▶ [EXERCISE DETAILS]
Looking through the material below, say how many lines contain the string "WireContent" and add nothing more.

▶ [SUPPLIED ENTRIES]
=== Section Start ===

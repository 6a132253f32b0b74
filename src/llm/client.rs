//! Core `LlmClient` trait and the `GeminiClient` implementation.
//!
//! `GeminiClient` calls a `generateContent` endpoint with mixed text and
//! inline binary parts.  All connection details come from [`LlmConfig`] and
//! the [`ConfigStore`]; nothing is hardcoded.
//!
//! [`SharedClient`] is the process-wide handle: it builds the client once,
//! on first use, and hands out cheap `Arc` clones afterwards.

use std::sync::{Arc, OnceLock};
use std::time::Duration;

use async_trait::async_trait;
use base64::Engine as _;
use serde::{Deserialize, Serialize};
use thiserror::Error;
use tokio_util::sync::CancellationToken;

use crate::config::{ConfigStore, LlmConfig};

// ---------------------------------------------------------------------------
// LlmError
// ---------------------------------------------------------------------------

/// Errors that can occur during a model call.
#[derive(Debug, Clone, Error)]
pub enum LlmError {
    /// HTTP transport or connection error.
    #[error("HTTP request failed: {0}")]
    Request(String),

    /// The endpoint answered with a non-success status.
    #[error("LLM endpoint returned status {status}: {body}")]
    Status { status: u16, body: String },

    /// The call did not complete within the per-attempt deadline.
    #[error("LLM request timed out")]
    Timeout,

    /// The HTTP response could not be parsed as expected JSON.
    #[error("failed to parse LLM response: {0}")]
    Parse(String),

    /// The model returned no usable text.
    #[error("LLM returned an empty response")]
    EmptyResponse,

    /// The owning run was cancelled while the call was in flight.
    #[error("LLM request cancelled")]
    Cancelled,

    /// No API key is configured; nothing can be called.
    #[error("no API key configured")]
    MissingApiKey,
}

impl From<reqwest::Error> for LlmError {
    fn from(e: reqwest::Error) -> Self {
        if e.is_timeout() {
            LlmError::Timeout
        } else {
            LlmError::Request(e.to_string())
        }
    }
}

// ---------------------------------------------------------------------------
// Prompt parts & options
// ---------------------------------------------------------------------------

/// One element of a multimodal prompt.
#[derive(Debug, Clone, PartialEq)]
pub enum PromptPart {
    Text(String),
    Binary { mime_type: String, data: Vec<u8> },
}

impl PromptPart {
    pub fn text(text: impl Into<String>) -> Self {
        PromptPart::Text(text.into())
    }

    pub fn binary(mime_type: impl Into<String>, data: Vec<u8>) -> Self {
        PromptPart::Binary {
            mime_type: mime_type.into(),
            data,
        }
    }

    pub fn is_binary(&self) -> bool {
        matches!(self, PromptPart::Binary { .. })
    }
}

/// Sampling options passed with every call.
#[derive(Debug, Clone, Copy, PartialEq)]
pub struct GenerationOptions {
    pub max_output_tokens: u32,
    pub temperature: f32,
    pub top_k: u32,
    pub top_p: f32,
}

impl GenerationOptions {
    pub fn from_config(config: &LlmConfig) -> Self {
        Self {
            max_output_tokens: config.max_output_tokens,
            temperature: config.temperature,
            top_k: config.top_k,
            top_p: config.top_p,
        }
    }
}

impl Default for GenerationOptions {
    fn default() -> Self {
        Self::from_config(&LlmConfig::default())
    }
}

// ---------------------------------------------------------------------------
// LlmClient trait
// ---------------------------------------------------------------------------

/// Async, object-safe interface to the generation endpoint.
///
/// Implementors must observe `cancel`: once it fires, the call should stop
/// and return [`LlmError::Cancelled`].  Implementations hold no per-request
/// mutable state, so one instance may serve concurrent calls.
#[async_trait]
pub trait LlmClient: Send + Sync {
    async fn generate(
        &self,
        parts: &[PromptPart],
        options: &GenerationOptions,
        cancel: &CancellationToken,
    ) -> Result<String, LlmError>;
}

// ---------------------------------------------------------------------------
// Wire format
// ---------------------------------------------------------------------------

#[derive(Debug, Serialize)]
#[serde(rename_all = "camelCase")]
struct GenerateRequest {
    contents: Vec<WireContent>,
    generation_config: WireGenerationConfig,
}

#[derive(Debug, Serialize)]
struct WireContent {
    role: &'static str,
    parts: Vec<WirePart>,
}

#[derive(Debug, Serialize)]
#[serde(untagged)]
enum WirePart {
    Text { text: String },
    InlineData { inline_data: WireInlineData },
}

#[derive(Debug, Serialize)]
struct WireInlineData {
    mime_type: String,
    data: String,
}

#[derive(Debug, Serialize)]
#[serde(rename_all = "camelCase")]
struct WireGenerationConfig {
    max_output_tokens: u32,
    temperature: f32,
    top_k: u32,
    top_p: f32,
}

#[derive(Debug, Default, Deserialize)]
#[serde(default)]
struct GenerateResponse {
    candidates: Vec<WireCandidate>,
}

#[derive(Debug, Default, Deserialize)]
#[serde(default)]
struct WireCandidate {
    content: Option<WireResponseContent>,
}

#[derive(Debug, Default, Deserialize)]
#[serde(default)]
struct WireResponseContent {
    parts: Vec<WireResponsePart>,
}

#[derive(Debug, Default, Deserialize)]
#[serde(default)]
struct WireResponsePart {
    text: Option<String>,
}

fn build_request(parts: &[PromptPart], options: &GenerationOptions) -> GenerateRequest {
    let engine = base64::engine::general_purpose::STANDARD;
    let wire_parts = parts
        .iter()
        .map(|part| match part {
            PromptPart::Text(text) => WirePart::Text { text: text.clone() },
            PromptPart::Binary { mime_type, data } => WirePart::InlineData {
                inline_data: WireInlineData {
                    mime_type: mime_type.clone(),
                    data: engine.encode(data),
                },
            },
        })
        .collect();

    GenerateRequest {
        contents: vec![WireContent {
            role: "user",
            parts: wire_parts,
        }],
        generation_config: WireGenerationConfig {
            max_output_tokens: options.max_output_tokens,
            temperature: options.temperature,
            top_k: options.top_k,
            top_p: options.top_p,
        },
    }
}

/// Join the text parts of the first candidate.
fn response_text(response: GenerateResponse) -> Result<String, LlmError> {
    let text = response
        .candidates
        .into_iter()
        .next()
        .and_then(|c| c.content)
        .map(|content| {
            content
                .parts
                .into_iter()
                .filter_map(|p| p.text)
                .collect::<Vec<_>>()
                .join("")
        })
        .unwrap_or_default();

    let text = text.trim();
    if text.is_empty() {
        return Err(LlmError::EmptyResponse);
    }
    Ok(text.to_string())
}

// ---------------------------------------------------------------------------
// GeminiClient
// ---------------------------------------------------------------------------

/// Calls `{base_url}/models/{model}:generateContent`.
pub struct GeminiClient {
    client: reqwest::Client,
    base_url: String,
    api_key: String,
    model: String,
}

impl GeminiClient {
    /// Build a client for `model` authenticated with `api_key`.
    ///
    /// Only a connect timeout is set here; the per-call deadline is owned by
    /// the retry policy.
    pub fn new(config: &LlmConfig, api_key: impl Into<String>, model: impl Into<String>) -> Self {
        let client = reqwest::Client::builder()
            .connect_timeout(Duration::from_secs(10))
            .build()
            .unwrap_or_else(|_| reqwest::Client::new());

        Self {
            client,
            base_url: config.base_url.trim_end_matches('/').to_string(),
            api_key: api_key.into(),
            model: model.into(),
        }
    }

    async fn send(
        &self,
        parts: &[PromptPart],
        options: &GenerationOptions,
    ) -> Result<String, LlmError> {
        let url = format!("{}/models/{}:generateContent", self.base_url, self.model);
        let body = build_request(parts, options);

        let response = self
            .client
            .post(&url)
            .header("x-goog-api-key", &self.api_key)
            .json(&body)
            .send()
            .await?;

        let status = response.status();
        if !status.is_success() {
            let body = response.text().await.unwrap_or_default();
            return Err(LlmError::Status {
                status: status.as_u16(),
                body,
            });
        }

        let parsed: GenerateResponse = response
            .json()
            .await
            .map_err(|e| LlmError::Parse(e.to_string()))?;

        response_text(parsed)
    }
}

#[async_trait]
impl LlmClient for GeminiClient {
    async fn generate(
        &self,
        parts: &[PromptPart],
        options: &GenerationOptions,
        cancel: &CancellationToken,
    ) -> Result<String, LlmError> {
        log::debug!(
            "llm: generateContent model={} parts={} binary={}",
            self.model,
            parts.len(),
            parts.iter().filter(|p| p.is_binary()).count()
        );

        tokio::select! {
            result = self.send(parts, options) => result,
            _ = cancel.cancelled() => Err(LlmError::Cancelled),
        }
    }
}

// ---------------------------------------------------------------------------
// SharedClient
// ---------------------------------------------------------------------------

/// Builds an [`LlmClient`] from `(api_key, model)`.
pub type ClientFactory = dyn Fn(&str, &str) -> Arc<dyn LlmClient> + Send + Sync;

/// Lazily-constructed, process-wide client handle.
///
/// The API key is checked on every [`get`](Self::get); the client itself is
/// built on the first successful check and reused from then on.
pub struct SharedClient {
    config: Arc<dyn ConfigStore>,
    factory: Box<ClientFactory>,
    cell: OnceLock<Arc<dyn LlmClient>>,
}

impl SharedClient {
    pub fn new(
        config: Arc<dyn ConfigStore>,
        factory: impl Fn(&str, &str) -> Arc<dyn LlmClient> + Send + Sync + 'static,
    ) -> Self {
        Self {
            config,
            factory: Box::new(factory),
            cell: OnceLock::new(),
        }
    }

    /// A handle that builds a [`GeminiClient`] from `llm`.
    pub fn gemini(config: Arc<dyn ConfigStore>, llm: LlmConfig) -> Self {
        Self::new(config, move |api_key, model| {
            Arc::new(GeminiClient::new(&llm, api_key, model)) as Arc<dyn LlmClient>
        })
    }

    /// Return the shared client, building it on first use.
    pub fn get(&self) -> Result<Arc<dyn LlmClient>, LlmError> {
        let api_key = self.config.api_key().ok_or(LlmError::MissingApiKey)?;

        let client = self.cell.get_or_init(|| {
            let model = self.config.model_name();
            log::info!("llm: building client for model {model}");
            (self.factory)(&api_key, &model)
        });
        Ok(Arc::clone(client))
    }
}

// ---------------------------------------------------------------------------
// ScriptedLlm (test double)
// ---------------------------------------------------------------------------

#[cfg(test)]
pub use scripted::ScriptedLlm;

#[cfg(test)]
mod scripted {
    use std::collections::VecDeque;
    use std::sync::Mutex;

    use super::*;

    /// Replays a fixed list of responses, one per call; once the script is
    /// exhausted the last entry repeats.  Records every prompt it receives.
    pub struct ScriptedLlm {
        script: Mutex<VecDeque<Result<String, LlmError>>>,
        last: Mutex<Option<Result<String, LlmError>>>,
        pub prompts: Mutex<Vec<Vec<PromptPart>>>,
    }

    impl ScriptedLlm {
        pub fn new(script: Vec<Result<String, LlmError>>) -> Self {
            Self {
                script: Mutex::new(script.into()),
                last: Mutex::new(None),
                prompts: Mutex::new(Vec::new()),
            }
        }

        pub fn always(text: &str) -> Self {
            Self::new(vec![Ok(text.to_string())])
        }

        pub fn failing(err: LlmError) -> Self {
            Self::new(vec![Err(err)])
        }

        pub fn calls(&self) -> usize {
            self.prompts.lock().unwrap().len()
        }

        /// Concatenated text parts of call `index`.
        pub fn prompt_text(&self, index: usize) -> String {
            self.prompts.lock().unwrap()[index]
                .iter()
                .filter_map(|p| match p {
                    PromptPart::Text(t) => Some(t.as_str()),
                    PromptPart::Binary { .. } => None,
                })
                .collect::<Vec<_>>()
                .join("\n")
        }
    }

    #[async_trait]
    impl LlmClient for ScriptedLlm {
        async fn generate(
            &self,
            parts: &[PromptPart],
            _options: &GenerationOptions,
            cancel: &CancellationToken,
        ) -> Result<String, LlmError> {
            self.prompts.lock().unwrap().push(parts.to_vec());
            if cancel.is_cancelled() {
                return Err(LlmError::Cancelled);
            }
            let next = self.script.lock().unwrap().pop_front();
            let mut last = self.last.lock().unwrap();
            match next {
                Some(entry) => {
                    *last = Some(entry.clone());
                    entry
                }
                None => last.clone().unwrap_or(Err(LlmError::EmptyResponse)),
            }
        }
    }
}

// ---------------------------------------------------------------------------
// Tests
// ---------------------------------------------------------------------------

=== Section End ===

▶ [TASK ANSWER]
3